= Beginning of Section =

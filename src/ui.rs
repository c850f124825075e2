// UI layer: runs one command end to end. Builds the request, asks for
// confirmation where needed, shows a spinner while the call is in flight,
// and prints Pixela's answer.

use crate::api::{PixelaClient, PixelaResponse};
use crate::command::{endpoint_url, Command, Payload, PixelaRequest};
use crate::config::Config;
use crate::error::{Error, Result};
use crate::pixel::PixelDate;
use console::Term;
use dialoguer::Confirm;
use indicatif::{ProgressBar, ProgressStyle};
use reqwest::Url;
use std::time::Duration;
use tracing::info;

/// Run a validated command against Pixela. `terms_accepted` skips the
/// create-user confirmation prompt, which is only shown on a terminal.
pub fn run(cmd: &Command, cfg: &Config, terms_accepted: bool) -> Result<()> {
    let req = cmd.to_request(cfg, PixelDate::today())?;

    if matches!(cmd, Command::CreateUser) && !terms_accepted && Term::stderr().is_term() {
        confirm_terms()?;
    }

    let api = PixelaClient::new(&cfg.token)?;
    let resp = with_spinner(&format!("{}...", progress_label(cmd)), || api.send(&req))?;
    info!(command = cmd.name(), "request succeeded");

    println!("{}", summary(cmd, &req, cfg, &resp));
    if let (Command::CreateGraph { .. }, Some(gid)) = (cmd, &req.graph) {
        println!("Graph URL: {}", graph_page_url(cfg, gid)?);
    }
    Ok(())
}

/// Ask the user to accept Pixela's terms of service and confirm they are not a minor.
fn confirm_terms() -> Result<()> {
    let accepted = Confirm::new()
        .with_prompt("Creating a Pixela user means agreeing to the terms of service (https://github.com/a-know/Pixela/wiki/Terms-of-Service) and confirming you are not a minor. Continue?")
        .default(false)
        .interact()
        .map_err(|e| Error::validation(format!("cannot prompt for confirmation ({}); pass --yes to accept", e)))?;
    if !accepted {
        return Err(Error::validation("terms of service not accepted; user not created"));
    }
    Ok(())
}

/// Run `f` while a spinner is drawn on stderr. indicatif hides the spinner
/// when stderr is not a terminal.
fn with_spinner<T>(msg: &str, f: impl FnOnce() -> Result<T>) -> Result<T> {
    let spinner = ProgressBar::new_spinner();
    spinner.set_style(
        ProgressStyle::with_template("{spinner} {msg}").unwrap_or_else(|_| ProgressStyle::default_spinner()),
    );
    spinner.set_message(msg.to_string());
    spinner.enable_steady_tick(Duration::from_millis(100));
    let out = f();
    spinner.finish_and_clear();
    out
}

fn progress_label(cmd: &Command) -> &'static str {
    match cmd {
        Command::CreateUser => "Creating user",
        Command::CreateGraph { .. } => "Creating graph",
        Command::AddPixel { .. } => "Adding pixel",
        Command::UpdatePixel { .. } => "Updating pixel",
        Command::DeletePixel { .. } => "Deleting pixel",
    }
}

/// Public HTML page of a graph.
pub fn graph_page_url(cfg: &Config, graph: &str) -> Result<Url> {
    let page = format!("{}.html", graph);
    endpoint_url(cfg, &[cfg.username.as_str(), "graphs", page.as_str()])
}

/// One-line human-readable outcome of a successful call.
pub fn summary(cmd: &Command, req: &PixelaRequest, cfg: &Config, resp: &PixelaResponse) -> String {
    let graph = req.graph.as_deref().unwrap_or_default();
    let what = match (cmd, &req.body) {
        (Command::CreateUser, _) => format!("User '{}' created", cfg.username),
        (Command::CreateGraph { .. }, _) => format!("Graph '{}' created", graph),
        (Command::AddPixel { .. }, Some(Payload::PostPixel(p))) => {
            format!("Added {} to '{}' on {}", p.quantity, graph, p.date)
        }
        (Command::UpdatePixel { date, quantity, .. }, _) => {
            format!("Set '{}' on {} to {}", graph, date, quantity)
        }
        (Command::DeletePixel { date, .. }, _) => format!("Deleted pixel on {} from '{}'", date, graph),
        (Command::AddPixel { .. }, _) => format!("Added pixel to '{}'", graph),
    };
    if resp.message.is_empty() {
        what
    } else {
        format!("{}: {}", what, resp.message)
    }
}

#[cfg(test)]
mod tests {
    use super::*;

    fn cfg() -> Config {
        Config {
            username: "alice".into(),
            token: "secret123".into(),
            graph_id: "coding".into(),
            endpoint: "https://pixe.la/v1/users".into(),
        }
    }

    fn ok() -> PixelaResponse {
        PixelaResponse { message: "Success.".into(), is_success: true }
    }

    #[test]
    fn add_summary_names_graph_date_and_quantity() {
        let cmd = Command::AddPixel { graph: None, date: None, quantity: "2".parse().unwrap() };
        let req = cmd.to_request(&cfg(), "20250101".parse().unwrap()).unwrap();
        assert_eq!(summary(&cmd, &req, &cfg(), &ok()), "Added 2 to 'coding' on 20250101: Success.");
    }

    #[test]
    fn delete_summary() {
        let cmd = Command::DeletePixel { graph: Some("run".into()), date: "20250102".parse().unwrap() };
        let req = cmd.to_request(&cfg(), "20250101".parse().unwrap()).unwrap();
        assert_eq!(summary(&cmd, &req, &cfg(), &ok()), "Deleted pixel on 20250102 from 'run': Success.");
    }

    #[test]
    fn graph_page_url_uses_endpoint() {
        assert_eq!(
            graph_page_url(&cfg(), "coding").unwrap().as_str(),
            "https://pixe.la/v1/users/alice/graphs/coding.html"
        );
    }
}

= End of Section =

YOUR OBJECTIVE | Each line above that contains "Creating" must be copied out.

SOLUTION |
        .with_prompt("Creating a Pixela user means agreeing to the terms of service (https://github.com/a-know/Pixela/wiki/Terms-of-Service) and confirming you are not a minor. Continue?")
        Command::CreateUser => "Creating user",
        Command::CreateGraph { .. } => "Creating graph",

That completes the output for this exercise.